Everything was going just fine but when I went through a draw, I started noticing that they became more and more severe over time. It wasn't that the correction was worse or that the stocks had consolidated more than the previous time, it was that my account was dropping more money. I of course chalked this up to the simple fact that I was managing more money, however that didn't quite hold mustard as I reviewed the percentage of the hit which was also growing on each draw. I started to dig a bit and find out why this was happening. The biggest challenge wasn't such that I was experiencing a bigger draw, it was that repairing the damage was taking longer and longer, which was draining the emotional capital quite a bit.
Read Prof. Tatro's introduction to his trading rules, Becoming a Better Trader: Developing Your Personal Rules.
Finally, as I was reviewing my position sheet, it hit me like a ton of bricks. It seems incredibly simple, but for me it was quite an epiphany.
My problem was not in the stocks I was trading, the correction that was taking place or the way in which I handled the draw: it was my overall exposure to individual stocks. As I looked through my position sheet I realized that I sometimes had eight, nine or even 10% of my money in one stock. When that stock corrected 10% in a normal and healthy manner, it was whacking my total P&L by a healthy 1% each time. My big problem was that I had been increasing my position sizing in round numbers, sometimes doubling or tripling the share count, when my capital base had been growing only 30, 40 or 50%. Furthermore, when you add in the fact that often higher-price stocks would creep into the portfolio, this was zapping my capital quickly and increasing my exposure to volatility at a rapid pace.

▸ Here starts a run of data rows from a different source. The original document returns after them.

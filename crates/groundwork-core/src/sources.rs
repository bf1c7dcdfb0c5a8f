//! Data source directory.
//!
//! Resolves the local files a protocol declares as retrieval targets and
//! loads their contents. A missing or unreadable source never aborts the
//! load: it is replaced by a sentinel string describing the problem.

use serde::{Serialize, Serializer};
use serde_json::{Map, Value};
use std::fmt;
use std::fs;
use std::path::{Component, Path, PathBuf};
use thiserror::Error;

use crate::protocol::Protocol;

/// Why a declared source could not be loaded.
#[derive(Error, Debug)]
pub enum SourceError {
    #[error("{0}")]
    Read(#[from] std::io::Error),

    #[error("{0}")]
    Json(#[from] serde_json::Error),

    #[error("{0}")]
    Yaml(#[from] serde_yaml::Error),
}

/// A declared local source with its absolute path.
#[derive(Debug, Clone, PartialEq, Eq, Serialize)]
pub struct ResolvedSource {
    pub id: String,
    pub path: PathBuf,
    pub description: String,
}

/// What loading a source produced.
#[derive(Debug, Clone, PartialEq)]
pub enum SourceContent {
    /// Parsed JSON or YAML
    Structured(Value),
    /// Any other file, as text
    Text(String),
    /// The resolved path does not exist
    Missing(PathBuf),
    /// The file exists but could not be read or parsed
    Unreadable { path: PathBuf, error: String },
}

impl SourceContent {
    /// True for the two sentinel variants.
    pub fn is_sentinel(&self) -> bool {
        matches!(self, SourceContent::Missing(_) | SourceContent::Unreadable { .. })
    }

    /// JSON form: parsed data as-is, text and sentinels as strings.
    pub fn to_value(&self) -> Value {
        match self {
            SourceContent::Structured(v) => v.clone(),
            SourceContent::Text(t) => Value::String(t.clone()),
            sentinel => Value::String(sentinel.to_string()),
        }
    }
}

impl fmt::Display for SourceContent {
    fn fmt(&self, f: &mut fmt::Formatter<'_>) -> fmt::Result {
        match self {
            SourceContent::Structured(v) => write!(f, "{}", v),
            SourceContent::Text(t) => f.write_str(t),
            SourceContent::Missing(path) => write!(f, "[missing: {}]", path.display()),
            SourceContent::Unreadable { path, error } => {
                write!(f, "[error reading {}: {}]", path.display(), error)
            }
        }
    }
}

impl Serialize for SourceContent {
    fn serialize<S: Serializer>(&self, serializer: S) -> Result<S::Ok, S::Error> {
        match self {
            SourceContent::Structured(v) => v.serialize(serializer),
            SourceContent::Text(t) => serializer.serialize_str(t),
            sentinel => serializer.collect_str(sentinel),
        }
    }
}

/// One loaded source.
#[derive(Debug, Clone, PartialEq, Serialize)]
pub struct LoadedSource {
    pub id: String,
    pub content: SourceContent,
}

/// Everything the protocol says about where to retrieve data from.
#[derive(Debug, Clone, PartialEq, Serialize)]
pub struct SourceSummary {
    /// The raw `data_sources` mapping
    pub data_sources: Map<String, Value>,
    pub local_paths_resolved: Vec<ResolvedSource>,
    pub retrieval_urls: Vec<String>,
}

/// Resolves and loads declared sources relative to a workspace root.
#[derive(Debug, Clone)]
pub struct SourceDirectory {
    root: PathBuf,
}

impl SourceDirectory {
    pub fn new(root: impl Into<PathBuf>) -> Self {
        Self { root: root.into() }
    }

    /// Declared local sources with absolute paths, in declaration order.
    pub fn list_local_sources(&self, protocol: &Protocol) -> Vec<ResolvedSource> {
        protocol
            .data_sources()
            .local_paths
            .iter()
            .map(|entry| {
                let path = absolutize(&self.root.join(entry.path()));
                tracing::debug!(id = %entry.id(), path = %path.display(), "Resolved data source");
                ResolvedSource {
                    id: entry.id().to_string(),
                    path,
                    description: entry.description().to_string(),
                }
            })
            .collect()
    }

    /// Load every declared local source, in declaration order.
    pub fn load_local_sources(&self, protocol: &Protocol) -> Vec<LoadedSource> {
        self.list_local_sources(protocol)
            .into_iter()
            .map(|source| {
                let content = load_one(&source.path);
                LoadedSource {
                    id: source.id,
                    content,
                }
            })
            .collect()
    }

    /// Loaded sources as an ordered `id -> content` mapping.
    ///
    /// A repeated id keeps its first position and its last content.
    pub fn load_local_sources_map(&self, protocol: &Protocol) -> Map<String, Value> {
        self.load_local_sources(protocol)
            .into_iter()
            .map(|s| (s.id, s.content.to_value()))
            .collect()
    }

    /// Summary used by the `--sources` command.
    pub fn summarize(&self, protocol: &Protocol, raw_data_sources: Map<String, Value>) -> SourceSummary {
        SourceSummary {
            data_sources: raw_data_sources,
            local_paths_resolved: self.list_local_sources(protocol),
            retrieval_urls: retrieval_urls(protocol),
        }
    }
}

/// Remote retrieval targets, in declaration order.
pub fn retrieval_urls(protocol: &Protocol) -> Vec<String> {
    protocol.data_sources().retrieval_urls.clone()
}

fn load_one(path: &Path) -> SourceContent {
    if !path.exists() {
        tracing::warn!(path = %path.display(), "Declared data source is missing");
        return SourceContent::Missing(path.to_path_buf());
    }

    match read_content(path) {
        Ok(content) => {
            tracing::debug!(path = %path.display(), "Loaded data source");
            content
        }
        Err(e) => {
            tracing::warn!(path = %path.display(), error = %e, "Failed to load data source");
            SourceContent::Unreadable {
                path: path.to_path_buf(),
                error: e.to_string(),
            }
        }
    }
}

fn read_content(path: &Path) -> Result<SourceContent, SourceError> {
    let text = fs::read_to_string(path)?;
    let extension = path
        .extension()
        .and_then(|e| e.to_str())
        .map(str::to_ascii_lowercase);

    let content = match extension.as_deref() {
        Some("json") => SourceContent::Structured(serde_json::from_str(&text)?),
        Some("yaml") | Some("yml") => SourceContent::Structured(serde_yaml::from_str(&text)?),
        _ => SourceContent::Text(text),
    };
    Ok(content)
}

/// Canonical path when it exists; otherwise the joined path with `.` and
/// `..` folded lexically.
fn absolutize(path: &Path) -> PathBuf {
    if let Ok(canonical) = path.canonicalize() {
        return canonical;
    }

    let path = if path.is_absolute() {
        path.to_path_buf()
    } else {
        std::env::current_dir()
            .map(|cwd| cwd.join(path))
            .unwrap_or_else(|_| path.to_path_buf())
    };

    let mut out = PathBuf::new();
    for component in path.components() {
        match component {
            Component::CurDir => {}
            Component::ParentDir => {
                out.pop();
            }
            other => out.push(other.as_os_str()),
        }
    }
    out
}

Say, for example, someone is used to buying 100 share lots for a $100,000 account. Well, buying 100 shares of General Electric (GE) at $40.00 will be approximately a 4% position. If, however, they decide to pick up 100 shares of Freeport Mcmoran (FCX) at $97 this will occupy approximately 9.7% of the portfolio. If they each move 10%, the General Electric stock will alter the portfolio by approximately .04% while the Freeport Mcmoran will alter the portfolio by slightly under 1%.
Most people I know think in round share count rather than dollars exposed. While it is simple and easy, it hinders them from striking a balance between all stocks both in the good and the bad. Most brokers these days do not charge a different fee for odd lot trades (something different than a round 100 share count) so rather than thinking in round lots, challenge yourself to determine the maximum exposure you desire to have for each position and do a quick calculation before you buy based on the price of the stock in order to find your desired share count.
This will give each position equal weight and keep your volatility in check both during good and bad times.
As an ancillary benefit, establishing a set position size does limit you theoretically to the number of stocks you hold. Another major problem I see traders struggle with is slowly developing their own mutual fund within their portfolio, holding token positions of numerous stocks. So often an active trader becomes stretched too thin attempting to keep up with each and every position.
I have found that by setting my exact position size, which ultimately determines how many stocks I can hold at any given time, it forces me to make a sale before I make a new buy. If I find something new that I desire to own, but I can't decide which stock I desire to cut, should I be fully invested, the new stock is not bought. This keeps my holding count to a manageable number while keeping me disciplined when buying new names.
It is a simple rule, but for me the most important. I find that when I deviate from this rule, trouble is sure to follow. Not only has it helped to steady my returns, but it makes each draw manageable as well.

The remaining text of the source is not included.